An avian influenza virus (AIV), A/turkey/Israel/09 subtype H6N1, was isolated from turkey poults exhibiting typical pathology associated with AIV infection. The virus was characterized by RT-PCR using AIV subtype-specific primers and by the haemagglutination inhibition test using AIV subtype-specific antisera. The virus has an intravenous pathogenicity index of 0 and possessed a nucleotide sequence at the cleavage site of the hemagglutinin gene, PQIETR*GLF, associated with avian influenza viruses of low pathogenicity. Unlike the two previous H6N2 isolates originating from domestic ducks and mallard, the A/turkey/Israel/09 (H6N1) was isolated from turkeys. The gene sequences of the A/turkey/Israel/09 (H6N1) virus show divergence from the former Israeli H6 isolates.
The influenza viruses include three genera, A, B, and C within the family Orthomyxoviridae. Avian influenza viruses (AIVs), all of which are contained in the genus influenza virus A, are an economically important cause of disease in fowl and occasionally affect humans, pigs, and horses [1, 2].

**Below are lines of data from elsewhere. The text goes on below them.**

//! External raster engine backend
//!
//! Spawns the engine with a stdin→stdout argument list and streams the
//! source body through it into the staging file. The engine's stderr goes to
//! the debug log only.

use async_trait::async_trait;
use bytes::Bytes;
use futures::{Stream, StreamExt};
use std::path::Path;
use std::process::Stdio;
use tokio::io::{AsyncBufReadExt, AsyncWriteExt, BufReader};
use tokio::process::{ChildStderr, ChildStdin, ChildStdout, Command};

use super::{JobError, SourceClient, SourceInfo, TransformExecutor};
use crate::command::{build_args, TransformCommand};
use crate::options::{FileTargets, TransformOptions};

pub struct ExternalEngine {
    convert_command: String,
}

impl ExternalEngine {
    pub fn new(convert_command: impl Into<String>) -> Self {
        Self {
            convert_command: convert_command.into(),
        }
    }

    pub fn convert_command(&self) -> &str {
        &self.convert_command
    }
}

#[async_trait]
impl TransformExecutor for ExternalEngine {
    fn name(&self) -> &'static str {
        "external"
    }

    async fn transform(
        &self,
        source: &SourceClient,
        options: &TransformOptions,
        _info: &SourceInfo,
        destination: &Path,
    ) -> Result<(), JobError> {
        let args = build_args(options, &FileTargets::stdio(), &self.convert_command);
        tracing::info!(
            variant = TransformCommand::select(options).name(),
            command = %args.join(" "),
            "Engine command"
        );

        let mut child = Command::new(&self.convert_command)
            .args(&args[1..])
            .stdin(Stdio::piped())
            .stdout(Stdio::piped())
            .stderr(Stdio::piped())
            .kill_on_drop(true)
            .spawn()
            .map_err(|e| {
                JobError::engine(format!("failed to spawn {}: {}", self.convert_command, e))
            })?;

        let (stdin, stdout, stderr) = match (
            child.stdin.take(),
            child.stdout.take(),
            child.stderr.take(),
        ) {
            (Some(stdin), Some(stdout), Some(stderr)) => (stdin, stdout, stderr),
            _ => {
                let _ = child.kill().await;
                return Err(JobError::engine("engine stdio unavailable"));
            }
        };

        let body = match source.open(options.url()).await {
            Ok(body) => body,
            Err(e) => {
                // Never leave the engine waiting on an input that will not come
                let _ = child.kill().await;
                return Err(e);
            }
        };

        let (fed, written, ()) = tokio::join!(
            feed_stdin(body, stdin),
            write_stdout(stdout, destination),
            log_stderr(stderr),
        );

        let status = child
            .wait()
            .await
            .map_err(|e| JobError::engine(format!("failed to wait for engine: {}", e)))?;

        if !status.success() {
            tracing::warn!(code = ?status.code(), "Engine exited with failure");
            return Err(JobError::engine(format!("engine exited with {}", status)));
        }

        written?;
        let bytes_in = fed?;
        tracing::debug!(bytes_in, "Engine finished");
        Ok(())
    }
}

async fn feed_stdin<S>(body: S, mut stdin: ChildStdin) -> Result<u64, JobError>
where
    S: Stream<Item = Result<Bytes, reqwest::Error>>,
{
    let mut body = Box::pin(body);
    let mut total = 0u64;

    while let Some(chunk) = body.next().await {
        let chunk = chunk.map_err(|e| JobError::engine(format!("source stream error: {}", e)))?;
        stdin
            .write_all(&chunk)
            .await
            .map_err(|e| JobError::engine(format!("engine input error: {}", e)))?;
        total += chunk.len() as u64;
    }

    stdin
        .shutdown()
        .await
        .map_err(|e| JobError::engine(format!("engine input error: {}", e)))?;
    Ok(total)
}

async fn write_stdout(mut stdout: ChildStdout, destination: &Path) -> Result<u64, JobError> {
    let mut file = tokio::fs::File::create(destination)
        .await
        .map_err(|e| JobError::write_failure(e.to_string()))?;

    let copied = tokio::io::copy(&mut stdout, &mut file)
        .await
        .map_err(|e| JobError::write_failure(e.to_string()))?;

    file.flush()
        .await
        .map_err(|e| JobError::write_failure(e.to_string()))?;
    Ok(copied)
}

async fn log_stderr(stderr: ChildStderr) {
    let mut lines = BufReader::new(stderr).lines();
    while let Ok(Some(line)) = lines.next_line().await {
        tracing::debug!(line = %line, "Engine stderr");
    }
}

Each genus of the virus is further subdivided into serotypes based on the surface proteins, consisting of 16 different hemagglutinin (H) and 9 neuraminidase (N) subtypes. While only a limited number of H and N subtypes are circulating in humans and other mammalian species, all the H and N subtypes are found in avian species [3, 4]. The genome of influenza A viruses consists of 8 unique segments of single-stranded negative sense RNA. The viral RNA segments encode 10 recognized gene products, PB1, PB2, and PA polymerases, H, NP, N, M1, M2, NS1, and NS2 proteins .
The H6 subtype is one of the most commonly recognized subtypes in domestic ducks in southern China [6, 7] and in migratory birds in North America and in Europe [8–10]. H6 viruses have caused several outbreaks in commercial poultry worldwide that resulted in decreased egg production and increased mortality [11–13]. During the Hong Kong H5N1 “bird flu” incident in 1997, an H6N1 avian influenza virus, teal/Hong Kong/W312/97 (W312), was isolated from birds in a live poultry market . Genetic characterization of this virus revealed that except for the H gene, the remaining 7-gene segments were closely related to those of highly pathogenic avian influenza H5N1 viruses (HPAIVs) found in both poultry and humans .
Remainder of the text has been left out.